From: James Lee Bell <nuclear-cowboy () cox net>
Date: Fri, 22 May 2009 23:09:36 -0700

No, it's not going to be more *ongoing* maintenance, just more up front,
although its really only a few more characters to type per port config.

What PVLANs buy you is layer 2 segmentation at the port level. If every
port assigned to a given VLAN is marked as a member of the isolated
PVLAN, then physical machines assigned to them will be unable to launch
layer 2 attacks or local subnet layer 3 attacks against it's VLAN neighbors.
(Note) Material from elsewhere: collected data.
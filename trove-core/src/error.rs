use crate::RowId;
use thiserror::Error;

/// Failures this layer raises itself.
///
/// They travel inside `anyhow::Error` like every other failure, callers
/// classify them with `StoreError::kind_of` or `Error::downcast_ref`.
#[derive(Debug, Clone, PartialEq, Eq, Error)]
pub enum StoreError {
    #[error("The model `{model}` could not be found")]
    ModelNotFound { model: String },
    #[error("The entity `{entity}` is not declared in the model")]
    EntityNotFound { entity: String },
    #[error("The `{entity}` entity has an empty identifier")]
    InvalidIdentifier { entity: String },
    #[error("No `{entity}` entity with identifier `{id}`")]
    NotFound { entity: String, id: String },
    #[error("The `{entity}` row {row_id} was deleted")]
    RowDeleted { entity: String, row_id: RowId },
    #[error("The storage worker is not running")]
    WorkerClosed,
    #[error("The storage worker panicked: {message}")]
    WorkerPanicked { message: String },
}

impl StoreError {
    /// Finds the `StoreError` carried by an error, including wrapped in context.
    pub fn kind_of(error: &crate::Error) -> Option<&StoreError> {
        error.downcast_ref::<StoreError>()
    }

    pub fn is(error: &crate::Error, predicate: impl Fn(&StoreError) -> bool) -> bool {
        Self::kind_of(error).is_some_and(predicate)
    }
}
Now, that capability is slightly dubious in the environment you suggest,
where any given port is a VM host with many guests on it. Infections
that occur on a given system *will* be able to attack its VM neighbors.
However, an infection will then be isolated to that VM host, with no
access to other ports or other VM hosts.

Management in this environment will NOT be complex as every port will be
isolated except for the layer 3 device that is the gateway out which
must be a promiscuous port.

Where PVLANs get complex is in an environment where machines on a given
VLAN do need to talk to one another in a layer 2 sense, say an HACMP or
VRRP or HSRP or ... cluster. In those cases, now you have to configure,
manage and track different "community" PVLANs for those setups.

avi shvartz wrote:
The security folks wants to add another level of separation:
  define each VM (can be up to 8,000 such machines) in that segment
    in an Isolated Private VLAN (I-PVLAN).
 The main claims:
   - The VM will still be separated from the network even in case of hostile
takeover from the Internet.
- In such usage, those VM's are going to communicate to the Internet only
and not to each other or to
  other resources in the campus, so it's not a big problem from maintenance
point of view.

The sysadmins (communication and system) are against:
  - Communication: yet another complexity.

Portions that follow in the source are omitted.